WHAT THE EXERCISE ASKS:
What is the number of lines in the data that include the string "requested"? Give it by itself.

SUPPLIED INFORMATION:

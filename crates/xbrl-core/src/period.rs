//! Period type definitions.
//!
//! [`PeriodType`] is what a caller asks for; [`PeriodClass`] is what a single
//! fact turns out to be once classified, which may be neither.

use serde::{Deserialize, Serialize};
use std::fmt;

/// Reporting period requested by a caller.
#[derive(Clone, Copy, Debug, Default, PartialEq, Eq, Hash, Serialize, Deserialize)]
pub enum PeriodType {
    /// Quarterly reporting period.
    #[default]
    Quarterly,
    /// Annual reporting period.
    Annual,
}

impl fmt::Display for PeriodType {
    fn fmt(&self, f: &mut fmt::Formatter<'_>) -> fmt::Result {
        match self {
            Self::Quarterly => f.write_str("quarterly"),
            Self::Annual => f.write_str("annual"),
        }
    }
}

/// Classification of a single fact's reporting period.
#[derive(Clone, Copy, Debug, PartialEq, Eq, Hash, Serialize, Deserialize)]
pub enum PeriodClass {
    /// Span under 120 days, or a quarterly-report form without a start date.
    Quarterly,
    /// Span over 300 days, or an annual-report form without a start date.
    Annual,
    /// Partial or transition period; excluded from period-filtered views.
    Unclassified,
}

impl PeriodClass {
    /// Returns true if this class satisfies the requested period type.
    #[must_use]
    pub const fn matches(&self, period: PeriodType) -> bool {
        matches!(
            (self, period),
            (Self::Quarterly, PeriodType::Quarterly) | (Self::Annual, PeriodType::Annual)
        )
    }

    /// Returns the class as a lowercase label.
    #[must_use]
    pub const fn as_str(&self) -> &'static str {
        match self {
            Self::Quarterly => "quarterly",
            Self::Annual => "annual",
            Self::Unclassified => "unclassified",
        }
    }
}

impl From<PeriodType> for PeriodClass {
    fn from(period: PeriodType) -> Self {
        match period {
            PeriodType::Quarterly => Self::Quarterly,
            PeriodType::Annual => Self::Annual,
        }
    }
}

impl fmt::Display for PeriodClass {
    fn fmt(&self, f: &mut fmt::Formatter<'_>) -> fmt::Result {
        f.write_str(self.as_str())
    }
}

RESULT FOR THIS TASK:
2